Les legal tech, un marché en plein boom
Si pour certains le contexte de l’établissement d’un cadre réglementaire pourrait brider l’innovation, d’après Thomas Saint-Aubin au contraire, il génère également de nombreuses opportunités. En France, le secteur du Legal Tech a ainsi connu une forte croissance grâce à un contexte juridique favorable, liée à la dématérialisation des procédures et à l’ouverture des données publiques depuis 2014. Dans ce contexte, la loi Justice du XXIème siècle de novembre 2016, favorisant la création de chaine de droit totalement numérique, a notamment permis la naissance de plateformes d’online dispute resolution, des arbitrages en ligne guidés par des algorithmes. Porté par ces évolutions, le marché français du LegalTech, qui comptait 7 start-ups en 2014, en regroupe plus de 160 aujourd’hui (d’après le recensement réalisé par l’Observatoire permanent de la LegalTech du Village de la Justice).

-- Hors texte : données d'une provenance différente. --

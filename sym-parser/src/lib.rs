//! Tokenizer and parser for textbook algebraic notation.
//!
//! The entry point is [`Parser`](parser::Parser). It tokenizes the full source up front using
//! [`tokenizer`], then parses it into the spanned AST defined in [`parser::ast`]:
//!
//! ```
//! use sym_parser::parser::{ast::Expr, Parser};
//!
//! let ast = Parser::new("3x + sin(y)^2").try_parse_full::<Expr>().unwrap();
//! ```
//!
//! The AST keeps the source spans of everything it parses, so errors found later (or reported by
//! the parser itself) can point back into the source code.

pub mod parser;
pub mod tokenizer;

pub use parser::Parser;
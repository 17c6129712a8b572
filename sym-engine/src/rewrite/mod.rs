//! Pattern matching, substitution, and one-step rewriting.
//!
//! A rewrite [`Rule`](rules::Rule) is a pair of templates: terms that may contain
//! [`Placeholder`](crate::expr::Placeholder) atoms standing for arbitrary subterms. The
//! [`matcher`] unifies a concrete term against a template, accumulating a binding for each
//! placeholder; [`substitute`](substitute::substitute) instantiates the opposite template with
//! those bindings. The [`Expander`](expand::Expander) drives both over the whole rule catalog,
//! in both directions and at every subterm position, to enumerate everything reachable from a
//! term in exactly one rewrite step.

pub mod expand;
pub mod matcher;
pub mod rules;
pub mod substitute;

pub use expand::Expander;
pub use matcher::{match_exprs, Bindings};
pub use rules::{rules, Rule};
pub use substitute::substitute;
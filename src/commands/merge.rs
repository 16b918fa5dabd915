//! Merge one JUnit report into another

use crate::commands::Command;
use crate::error::Result;
use crate::merge::merge_files;
use crate::ui::UI;
use std::path::PathBuf;

pub struct MergeCommand {
    logfile: PathBuf,
    other: PathBuf,
}

impl MergeCommand {
    /// Merges the report at `other` into `logfile`.
    pub fn new(logfile: PathBuf, other: PathBuf) -> Self {
        MergeCommand { logfile, other }
    }
}

impl Command for MergeCommand {
    fn execute(&self, ui: &mut dyn UI) -> Result<i32> {
        ui.output(&format!(
            "Merging {} into {}",
            self.other.display(),
            self.logfile.display()
        ))?;

        if !merge_files(&self.logfile, &self.other)? {
            ui.warning(&format!(
                "{} contains no test suites, {} left unchanged",
                self.other.display(),
                self.logfile.display()
            ))?;
        }

        Ok(0)
    }

    fn name(&self) -> &str {
        "merge"
    }

    fn help(&self) -> &str {
        "Move the testsuites of another report into the log file"
    }
}
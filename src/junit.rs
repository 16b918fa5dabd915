//! JUnit XML rendering of a journal
//!
//! The document has the shape
//!
//! ```text
//! testsuites            name, time, tests, failures, disabled, errors
//!   testsuite           package, name, timestamp, hostname, time, id, tests, ...
//!     properties/property
//!     testcase          classname, name, time, status
//!       failure | error type, message; text
//!       system-out      text
//!     system-out        (only when output is collected per group)
//! ```
//!
//! A group that has merged an external report contributes that report's
//! `testsuite` elements instead of one of its own.

use crate::journal::{Group, Info, Journal, Level, Properties, Severity, Stats, Test, TestStatus};
use crate::xml::{Document, Node};
use chrono::{DateTime, Local};

/// Builds the JUnit document for `journal` as it currently stands.
///
/// Callers normally go through [`Journal::to_document`], which finishes the
/// journal first so that durations and counters are final.
pub fn build_document(journal: &Journal) -> Document {
    let mut root = Node::new("testsuites");
    root.set_attr("name", journal.name());
    root.set_attr_double("time", journal.duration().as_secs_f64());
    add_stats(&mut root, journal.stats());

    for group in journal.groups() {
        match group.merged() {
            Some(merged) => {
                for suite in merged.children() {
                    root.push(suite.clone());
                }
            }
            None => add_group(&mut root, journal, group),
        }
    }

    let mut doc = Document::new();
    doc.set_root(root);
    doc
}

fn add_group(parent: &mut Node, journal: &Journal, group: &Group) {
    let node = parent.add_child("testsuite");
    node.set_attr("package", group.name());
    node.set_attr("name", group.description().unwrap_or(group.name()));
    node.set_attr("timestamp", format_timestamp(group.common().timestamp()));
    node.set_attr("hostname", group.hostname());
    node.set_attr_double("time", group.duration().as_secs_f64());
    node.set_attr_uint("id", group.id() as u64);
    add_stats(node, group.stats());

    add_properties(node, group.properties(), None);
    add_properties(node, journal.properties(), Some(group.properties()));

    for test in group.tests() {
        let testcase = add_test(node, test);
        if journal.systemout_level() == Level::Test {
            add_test_system_out(testcase, test);
        }
    }

    if journal.systemout_level() == Level::Group {
        add_group_system_out(node, group);
    }
}

fn add_properties(parent: &mut Node, properties: &Properties, except: Option<&Properties>) {
    for (key, value) in properties.iter() {
        if except.is_some_and(|except| except.contains(key)) {
            continue;
        }
        if parent.child("properties").is_none() {
            parent.add_child("properties");
        }
        if let Some(container) = parent.child_mut("properties") {
            let property = container.add_child("property");
            property.set_attr("key", key);
            property.set_attr("value", value);
        }
    }
}

fn add_test<'a>(parent: &'a mut Node, test: &Test) -> &'a mut Node {
    let node = parent.add_child("testcase");
    node.set_attr("classname", test.name());
    node.set_attr("name", test.description().unwrap_or(test.tag()));
    node.set_attr_double("time", test.duration().as_secs_f64());

    let status = match test.status() {
        TestStatus::Success => Some("success"),
        TestStatus::Failure => {
            add_result_element(node, "failure", "randomFailure", test, Severity::Failure);
            Some("failure")
        }
        TestStatus::Error => {
            add_result_element(node, "error", "randomError", test, Severity::Error);
            Some("error")
        }
        TestStatus::Skipped | TestStatus::Running => None,
    };
    if let Some(status) = status {
        node.set_attr("status", status);
    }
    node
}

/// Adds a `failure` or `error` element if the test logged at least one
/// message of `severity`.
fn add_result_element(parent: &mut Node, name: &str, kind: &str, test: &Test, severity: Severity) {
    let Some(first) = test.get_message(severity) else {
        return;
    };

    let mut text = String::new();
    for info in test.infos() {
        if info.severity == severity
            || matches!(info.severity, Severity::Stdout | Severity::Stderr)
        {
            append_info(&mut text, info);
        }
    }

    let node = parent.add_child(name);
    node.set_attr("type", kind);
    node.set_attr("message", first);
    node.set_cdata(text);
}

fn add_test_system_out(parent: &mut Node, test: &Test) {
    let mut text = String::new();
    for info in test.infos() {
        append_info(&mut text, info);
    }
    if !text.is_empty() {
        parent.add_child("system-out").set_cdata(text);
    }
}

fn add_group_system_out(parent: &mut Node, group: &Group) {
    let mut text = String::new();
    for test in group.tests() {
        text.push_str(&format!(
            "# {} ({})\n",
            test.name(),
            test.description().unwrap_or(test.tag())
        ));
        for info in test.infos() {
            append_info(&mut text, info);
        }
    }
    if !text.is_empty() {
        parent.add_child("system-out").set_cdata(text);
    }
}

/// Appends one message, tagged by severity and newline terminated.
fn append_info(text: &mut String, info: &Info) {
    match info.severity {
        Severity::Failure => text.push_str("FAIL: "),
        Severity::Error => text.push_str("ERROR: "),
        Severity::Stdout => text.push_str("standard output:\n"),
        Severity::Stderr => text.push_str("standard error:\n"),
        Severity::Info | Severity::Warning => {}
    }
    text.push_str(&info.message);
    if !info.message.is_empty() && !info.message.ends_with('\n') {
        text.push('\n');
    }
}

fn add_stats(node: &mut Node, stats: &Stats) {
    node.set_attr_uint("tests", stats.num_tests.into());
    node.set_attr_uint("failures", stats.num_failed.into());
    node.set_attr_uint("disabled", stats.num_disabled.into());
    node.set_attr_uint("errors", stats.num_errors.into());
}

/// Local time as `YYYY-MM-DDTHH:MM:SS`.
pub fn format_timestamp(timestamp: DateTime<Local>) -> String {
    timestamp.format("%Y-%m-%dT%H:%M:%S").to_string()
}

Ce développement fait pourtant face à plusieurs freins. Des freins technologiques d’abord : la blockchain, perçue généralement comme une panacée pour le domaine juridique, permettant de remplacer les tiers de confiance (comme les notaires par exemple) par une chaîne décentralisée de validation de l’information, est une aberration technologique d’après Luc Julia. Pour lui, cette technologie aujourd’hui trop gourmande en énergie a une empreinte environnementale trop importante vis-à-vis du gain attendu. Une adoption limitée de cette technologie pour une gestion de contrat entièrement numérique pourrait par répercussion limiter les possibilités de croissance du marché des legal tech.
Et des freins humains d’autre part. Comme le met en avant Thomas Saint-Aubin, la fracture numérique est aujourd’hui une véritable limite à la diffusion de ces technologies. Pour assurer leur adoption par le plus grand nombre, ces technologies doivent être adaptées pour devenir plus accessibles.
L’IA, une menace pour l’emploi ?
Pour Luc Julia, l’intelligence artificielle forte, un concept désignant une machine qui serait capable d’éprouver une conscience de soi et pourrait donc remplacer totalement un humain, n’existera jamais. Une armée d’intelligences artificielles phagocytant les emplois dans les directions juridiques et dans le reste de l’entreprise ne semble donc aujourd’hui pas un scénario crédible. Comme le rappelle les intervenants, l’intelligence artificielle n’a pas forcément pour conséquence d’entraîner une réduction du nombre d’emploi, mais plutôt de changer les activités en générant une création de nouveaux emplois à moyen terme. Pour cela, insiste Thomas Saint-Aubin, il faut investir dans la formation et notamment dans le cadre du droit dans une formation alliant numérique et juridique, pour anticiper le développement des compétences dont aura besoin le juriste de demain. Pour Véronique Le Foll, la collaboration et une ouverture vers d’autres domaines, dans une direction juridique notamment, sont essentiels pour avoir une réflexion plus globale et assurer une plus grande adaptabilité permettant de bénéficier des avantages qu’apportent les legal tech par exemple.